Две недели спустя находящийся под угрозой выселения Рембо пересмотрел свое поведение. Две возможности пришли ему на ум. Либо Демени может помочь ему найти одну из тех работ, «которая будет не слишком много от него требовать, поскольку мыслительный процесс требует больших затрат времени». Либо – предпочтительнее – кто-то сможет вызвать его в Париж и профинансировать его ясновидческий проект.

Часы безделья Рембо в кафе Дютерм вот-вот принесут свои плоды. Один из наиболее приметных завсегдатаев кафе – огромный, невозмутимый, напоминающий Генриха VIII кисти Гольбейна Шарль Бретань, тридцатичетырехлетний «чиновник косвенного налогообложения» на местном сахарном заводе, прозванный друзьями «первосвященником», обладал пространной эрудицией, почерпнутой отнюдь не из книг. Его особенно интересовало то, что может раздражать священников, врачей и профессоров университета, – варварство вне адриановской стены академии: магия, алхимия, гомеопатия и телепатия. Его последним увлечением был Артюр Рембо[186].

Как правило, сквернословящий маленький гений сидел за своим столом в полном молчании, пыхтя трубкой и сердито глядя исподлобья. Бретань и его друг, Леон Деверьер – веселый республиканец, преподаватель философии в одном из учебных заведений Шарлевиля, – пытались откупорить волшебную бутылку. Они приглашали его на музыкальные вечера в доме Бретаня, которые иногда заканчивались в борделе. Они потчевали его пивом, табаком, девицами и журналами и позволяли ему пользоваться своими адресами для переписки. Взамен Рембо показывал им свои стихи и даже уступал настояниям и декламировал их.

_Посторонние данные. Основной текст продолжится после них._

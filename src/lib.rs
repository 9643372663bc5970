//! # nlsq
//!
//! Nonlinear least-squares fitting in pure Rust, `no_std` + `alloc`
//! compatible. Finds the parameter vector θ minimizing a (weighted, robust)
//! sum of squared residuals of a parameterized function over a list of input
//! samples, by Gauss-Newton or Levenberg-Marquardt iteration with Cholesky
//! solves of the normal equations.
//!
//! ## Quick start
//!
//! ```
//! use nlsq::DynMatrix;
//! use nlsq::function::{ErrorFunction, ModelFunction};
//! use nlsq::optim::{IterativeAlgorithm, LeastSquares};
//!
//! /// `r = k·x − y` for samples `(x, y)`.
//! struct Gain { k: f64, xy: (f64, f64) }
//!
//! impl ModelFunction<f64> for Gain {
//!     type Input = (f64, f64);
//!     fn parameters(&self) -> DynMatrix<f64> { DynMatrix::column(&[self.k]) }
//!     fn set_parameters(&mut self, theta: &DynMatrix<f64>) { self.k = theta[0]; }
//!     fn set_input(&mut self, xy: &(f64, f64)) { self.xy = *xy; }
//!     fn output(&self) -> DynMatrix<f64> {
//!         DynMatrix::column(&[self.k * self.xy.0 - self.xy.1])
//!     }
//!     fn jacobian(&self) -> DynMatrix<f64> { DynMatrix::column(&[self.xy.0]) }
//! }
//! impl ErrorFunction<f64> for Gain {}
//!
//! let mut fit = LeastSquares::levenberg_marquardt(Gain { k: 0.0, xy: (0.0, 0.0) },
//!     vec![(1.0, 3.0), (2.0, 6.0)])
//!     .with_damping_factor(1e-6)
//!     .unwrap();
//! fit.initialize().unwrap();
//! fit.iterate().unwrap();
//! assert!((fit.solution_best().unwrap()[0] - 3.0).abs() < 1e-4);
//! ```
//!
//! ## Modules
//!
//! - [`function`] — the contracts a model implements: [`function::ModelFunction`]
//!   (residual + Jacobian for one input at the held parameters),
//!   [`function::ErrorFunction`] (shift along a tangent space),
//!   [`function::Manifold`] charts (Euclidean, unit sphere, unit quaternion) and
//!   [`function::RobustFunction`] shaping (Huber, Cauchy, soft-L1, Tukey).
//!
//! - [`loss`] — `Loss` / `DifferentiableLoss` / `LocallyQuadraticLoss`, and
//!   [`loss::SampleLoss`], which aggregates a function over its inputs with
//!   optional targets, weights, robust function and mean reduction. Cost,
//!   gradient and Gauss-Newton matrix are computed in one pass and cached until
//!   the parameters or inputs change.
//!
//! - [`optim`] — step rules, stopping criteria, and the iterative algorithms
//!   [`optim::LeastSquares`] and [`optim::LossDescent`].
//!
//! - [`dynmatrix`] — heap-allocated, column-major [`DynMatrix<T>`] with the
//!   arithmetic the solvers use.
//!
//! - [`linalg`] — Cholesky and LDLᵀ factorizations with triangular solves.
//!   Free functions operate on `&mut impl MatrixMut<T>` in place; wrapper
//!   structs offer `solve()`.
//!
//! - [`quaternion`] — scalar-first `[w, x, y, z]` quaternion used by the
//!   rotation manifold.
//!
//! - [`traits`] — element traits [`Scalar`] and [`FloatScalar`], and
//!   [`MatrixRef`] / [`MatrixMut`] generic access.
//!
//! ## Logging
//!
//! Progress is reported through the [`log`](https://docs.rs/log) facade:
//! `debug` once per iteration, `trace` on every loss re-evaluation, `warn`
//! when the normal equations are not positive definite. Install any logger
//! to see it.
//!
//! ## Cargo features
//!
//! | Feature | Default | Description |
//! |---------|---------|-------------|
//! | `std`   | yes     | `std::error::Error` impls, hardware float via system libm |
//!
//! Without `std` the crate needs `alloc` and uses the pure-Rust `libm`
//! fallback for float math.

#![cfg_attr(not(feature = "std"), no_std)]

extern crate alloc;

pub mod dynmatrix;
pub mod function;
pub mod linalg;
pub mod loss;
pub mod optim;
pub mod quaternion;
pub mod traits;

pub use dynmatrix::DynMatrix;
pub use quaternion::Quaternion;
pub use traits::{FloatScalar, MatrixMut, MatrixRef, Scalar};
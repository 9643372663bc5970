//! Scalar losses over a parameterized function.
//!
//! Three capability levels, each a supertrait of the next:
//!
//! | Trait                    | Adds                                       |
//! |--------------------------|--------------------------------------------|
//! | [`Loss`]                 | cost, parameter access, shift              |
//! | [`DifferentiableLoss`]   | gradient `Σ c_i J_iᵀ e_i`                  |
//! | [`LocallyQuadraticLoss`] | Gauss-Newton matrix `Σ c_i J_iᵀ J_i`       |
//!
//! [`SampleLoss`] implements all three by aggregating a residual
//! function over a list of input samples. Plain, mean, target, weighted and
//! robust variants are one aggregation routine parameterized by a per-sample
//! [`Contribution`]; the resulting cost, gradient and Gauss-Newton matrix are
//! computed together in one pass and kept in a [`LossCache`] until the
//! parameters or inputs change.
//!
//! Getters take `&mut self` because a stale cache is refreshed on read.

mod blocks;
mod cache;
mod sample;


pub use blocks::ResidualBlocks;
pub use cache::{Evaluation, LossCache};
pub use sample::{Contribution, Reduction, SampleLoss};

use crate::dynmatrix::DynMatrix;
use crate::optim::OptimError;
use crate::traits::FloatScalar;

/// A scalar cost of a parameter vector.
pub trait Loss<T: FloatScalar> {
    /// Current parameter vector.
    fn parameters(&self) -> DynMatrix<T>;

    /// Replace the parameters. Invalidates any cached evaluation.
    fn set_parameters(&mut self, theta: &DynMatrix<T>) -> Result<(), OptimError>;

    /// Length of the increments accepted by [`Loss::shift`].
    fn degrees_of_freedom(&self) -> usize;

    /// `θ ← θ ⊞ Δ`. Invalidates any cached evaluation.
    fn shift(&mut self, delta: &DynMatrix<T>) -> Result<(), OptimError>;

    /// Cost at the current parameters.
    fn cost(&mut self) -> Result<T, OptimError>;
}

/// A [`Loss`] with a gradient (in the tangent coordinates of `shift`).
pub trait DifferentiableLoss<T: FloatScalar>: Loss<T> {
    fn gradient(&mut self) -> Result<DynMatrix<T>, OptimError>;
}

/// A [`DifferentiableLoss`] with a positive semi-definite local quadratic
/// model: `cost(θ ⊞ Δ) ≈ cost(θ) + 2 gᵀΔ + Δᵀ H Δ`.
pub trait LocallyQuadraticLoss<T: FloatScalar>: DifferentiableLoss<T> {
    fn gauss_newton_matrix(&mut self) -> Result<DynMatrix<T>, OptimError>;

    /// Cost, gradient and Gauss-Newton matrix at the current parameters.
    fn evaluate(&mut self) -> Result<Evaluation<T>, OptimError> {
        Ok(Evaluation {
            cost: self.cost()?,
            gradient: self.gradient()?,
            gauss_newton: self.gauss_newton_matrix()?,
        })
    }
}
use alloc::boxed::Box;
use alloc::vec::Vec;

use super::blocks::ResidualBlocks;
use super::cache::{Evaluation, LossCache};
use super::{DifferentiableLoss, LocallyQuadraticLoss, Loss};
use crate::dynmatrix::DynMatrix;
use crate::function::{ErrorFunction, Identity, ModelFunction, RobustFunction};
use crate::optim::OptimError;
use crate::traits::FloatScalar;

/// How per-sample terms are combined into the cost.
#[derive(Debug, Clone, Copy, PartialEq, Eq, Default)]
pub enum Reduction {
    /// `Σ term_i`
    #[default]
    Sum,
    /// `1/N Σ term_i`
    Mean,
}

/// Per-sample contribution strategy, composed once at construction.
///
/// For sample `i` with residual `e_i = f_i − y_i` (or `f_i` without targets)
/// and `s_i = ‖e_i‖²`:
///
/// ```text
/// cost term    w_i · g(s_i)  · r
/// coefficient  w_i · g'(s_i) · r      r = 1/N for Mean, 1 for Sum
/// ```
///
/// The coefficient scales both `J_iᵀ e_i` and `J_iᵀ J_i`. Without a robust
/// function `g` is the identity, so every variant runs the same arithmetic.
pub struct Contribution<T> {
    reduction: Reduction,
    targets: Option<Vec<DynMatrix<T>>>,
    weights: Option<Vec<T>>,
    robust: Box<dyn RobustFunction<T>>,
}

impl<T: FloatScalar> Default for Contribution<T> {
    fn default() -> Self {
        Self::new()
    }
}

impl<T: FloatScalar> Contribution<T> {
    /// Unweighted sum of squared residual norms.
    pub fn new() -> Self {
        Self {
            reduction: Reduction::Sum,
            targets: None,
            weights: None,
            robust: Box::new(Identity),
        }
    }

    pub fn mean(mut self) -> Self {
        self.reduction = Reduction::Mean;
        self
    }

    /// Subtract `targets[i]` from the output of sample `i`.
    pub fn with_targets(mut self, targets: Vec<DynMatrix<T>>) -> Self {
        self.targets = Some(targets);
        self
    }

    /// Scale sample `i` by `weights[i]`.
    pub fn with_weights(mut self, weights: Vec<T>) -> Self {
        self.weights = Some(weights);
        self
    }

    pub fn with_robust<R: RobustFunction<T> + 'static>(mut self, robust: R) -> Self {
        self.robust = Box::new(robust);
        self
    }

    #[inline]
    pub fn reduction(&self) -> Reduction {
        self.reduction
    }

    pub fn targets(&self) -> Option<&[DynMatrix<T>]> {
        self.targets.as_deref()
    }

    pub fn weights(&self) -> Option<&[T]> {
        self.weights.as_deref()
    }

    /// Check the per-sample lists against the number of inputs.
    fn validate(&self, inputs: usize) -> Result<(), OptimError> {
        if let Some(targets) = &self.targets {
            if targets.len() != inputs {
                return Err(OptimError::SizeMismatch {
                    what: "targets",
                    inputs,
                    got: targets.len(),
                });
            }
            if let Some(bad) = targets.iter().find(|t| !t.is_column()) {
                return Err(OptimError::NotColumnVector {
                    what: "target",
                    rows: bad.nrows(),
                    cols: bad.ncols(),
                });
            }
        }
        if let Some(weights) = &self.weights {
            if weights.len() != inputs {
                return Err(OptimError::SizeMismatch {
                    what: "weights",
                    inputs,
                    got: weights.len(),
                });
            }
        }
        Ok(())
    }

    /// `(cost term, coefficient)` of sample `i` with squared norm `s`.
    fn weigh(&self, i: usize, s: T, scale: T) -> (T, T) {
        let w = self.weights.as_ref().map_or(T::one(), |w| w[i]);
        (
            w * self.robust.value(s) * scale,
            w * self.robust.derivative(s) * scale,
        )
    }
}
use super::OptimError;
use crate::dynmatrix::DynMatrix;
use crate::linalg::{DynCholesky, DynLdlt, LinalgError};
use crate::traits::FloatScalar;

/// Which step rule produced an increment (or failed to).
#[derive(Debug, Clone, Copy, PartialEq, Eq)]
pub enum StepKind {
    GaussNewton,
    LevenbergMarquardt,
}

/// Factorization used to solve the normal equations.
#[derive(Debug, Clone, Copy, PartialEq, Eq, Default)]
pub enum Factorization {
    /// `A = L Lᵀ`
    #[default]
    Cholesky,
    /// `A = L D Lᵀ` with unit-diagonal `L`; no square roots.
    Ldlt,
}

/// Gauss-Newton or Levenberg-Marquardt increment from the normal equations.
///
/// ```text
/// Gauss-Newton         Δθ = −H⁻¹ g
/// Levenberg-Marquardt  Δθ = −(H + λI)⁻¹ g
/// ```
///
/// with `H = JᵀWJ` and `g = JᵀWf`. `λ = 0` gives exactly the Gauss-Newton
/// increment.
#[derive(Debug, Clone, Copy, PartialEq)]
pub enum StepRule<T> {
    GaussNewton,
    LevenbergMarquardt { damping: T },
}

impl<T: FloatScalar> StepRule<T> {
    /// Levenberg-Marquardt with damping `λ`. Fails with
    /// [`OptimError::InvalidDamping`] if `damping` is negative or NaN.
    pub fn levenberg_marquardt(damping: T) -> Result<Self, OptimError> {
        if !(damping >= T::zero()) {
            return Err(OptimError::InvalidDamping {
                damping: damping.to_report(),
            });
        }
        Ok(StepRule::LevenbergMarquardt { damping })
    }

    pub fn kind(&self) -> StepKind {
        match self {
            StepRule::GaussNewton => StepKind::GaussNewton,
            StepRule::LevenbergMarquardt { .. } => StepKind::LevenbergMarquardt,
        }
    }

    /// `λ`, zero for Gauss-Newton.
    pub fn damping(&self) -> T {
        match self {
            StepRule::GaussNewton => T::zero(),
            StepRule::LevenbergMarquardt { damping } => *damping,
        }
    }

    /// Solve for the increment. `h` is consumed as factorization storage.
    ///
    /// Fails with [`OptimError::NotPositiveDefinite`] if the (damped) matrix
    /// cannot be factored; this includes NaN entries.
    pub fn solve(
        &self,
        mut h: DynMatrix<T>,
        g: &DynMatrix<T>,
        factorization: Factorization,
    ) -> Result<DynMatrix<T>, OptimError> {
        if !h.is_square() {
            return Err(OptimError::ParameterDimension {
                expected: h.nrows(),
                got: h.ncols(),
            });
        }
        if !g.is_column() || g.nrows() != h.nrows() {
            return Err(OptimError::ParameterDimension {
                expected: h.nrows(),
                got: g.nrows(),
            });
        }
        if let StepRule::LevenbergMarquardt { damping } = *self {
            Self::levenberg_marquardt(damping)?;
            h.add_diagonal(damping);
        }

        let solved = match factorization {
            Factorization::Cholesky => DynCholesky::from_owned(h).map(|c| c.solve(g)),
            Factorization::Ldlt => DynLdlt::from_owned(h).map(|c| c.solve(g)),
        };
        match solved {
            Ok(x) => Ok(-x),
            Err(LinalgError::NotPositiveDefinite) => {
                log::warn!(
                    "{:?} step: normal-equation matrix not positive definite (damping {:?})",
                    self.kind(),
                    self.damping()
                );
                Err(OptimError::NotPositiveDefinite { rule: self.kind() })
            }
            Err(LinalgError::NotSquare) => Err(OptimError::ParameterDimension {
                expected: g.nrows(),
                got: g.nrows(),
            }),
        }
    }
}

/// `Δθ = −H⁻¹ g` by Cholesky.
pub fn gauss_newton_step<T: FloatScalar>(
    h: &DynMatrix<T>,
    g: &DynMatrix<T>,
) -> Result<DynMatrix<T>, OptimError> {
    StepRule::GaussNewton.solve(h.clone(), g, Factorization::Cholesky)
}

/// `Δθ = −(H + λI)⁻¹ g` by Cholesky.
pub fn levenberg_marquardt_step<T: FloatScalar>(
    h: &DynMatrix<T>,
    g: &DynMatrix<T>,
    damping: T,
) -> Result<DynMatrix<T>, OptimError> {
    StepRule::levenberg_marquardt(damping)?.solve(h.clone(), g, Factorization::Cholesky)
}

Подобная цветку чувствительность Рембо к непосредственному окружению, как правило, ассоциируется лишь с его верленовским периодом 1872 года, но благодарная более старшая аудитория кафе Дютерм, конечно, способствовала акцентированию на его склонностях к комизму и антиклерикализму. Его последние шарлевильские стихи все еще несут на себе слабый отпечаток хихикающих лиц, которые впервые наслаждаются ими.

В отличие от суетного Изамбара и бесполезного Демени Бретань был заинтересован в том, чтобы обеспечить Рембо более широкой аудиторией. Узнав о его затруднительном положении, он рассказал ему об одном парижском поэте, с которым он познакомился в Фампо близ Арраса, в доме сахарозаводчика.

Его звали Поль Верлен.

Это была потрясающая новость. В каталоге недееспособных лиц Рембо Верлен был единственным живым «ясновидцем». Бретань предложил добавить личные рекомендации, если Рембо решит ему написать. Спустя несколько мгновений Делаэ уже сидел с кружкой пива за самым большим столиком кафе Дютерм и переписывал несколько лучших стихов Рембо печатными буквами («Потому что, – говорил Рембо, – так их можно прочесть быстрее, и это больше похоже на печатный текст»).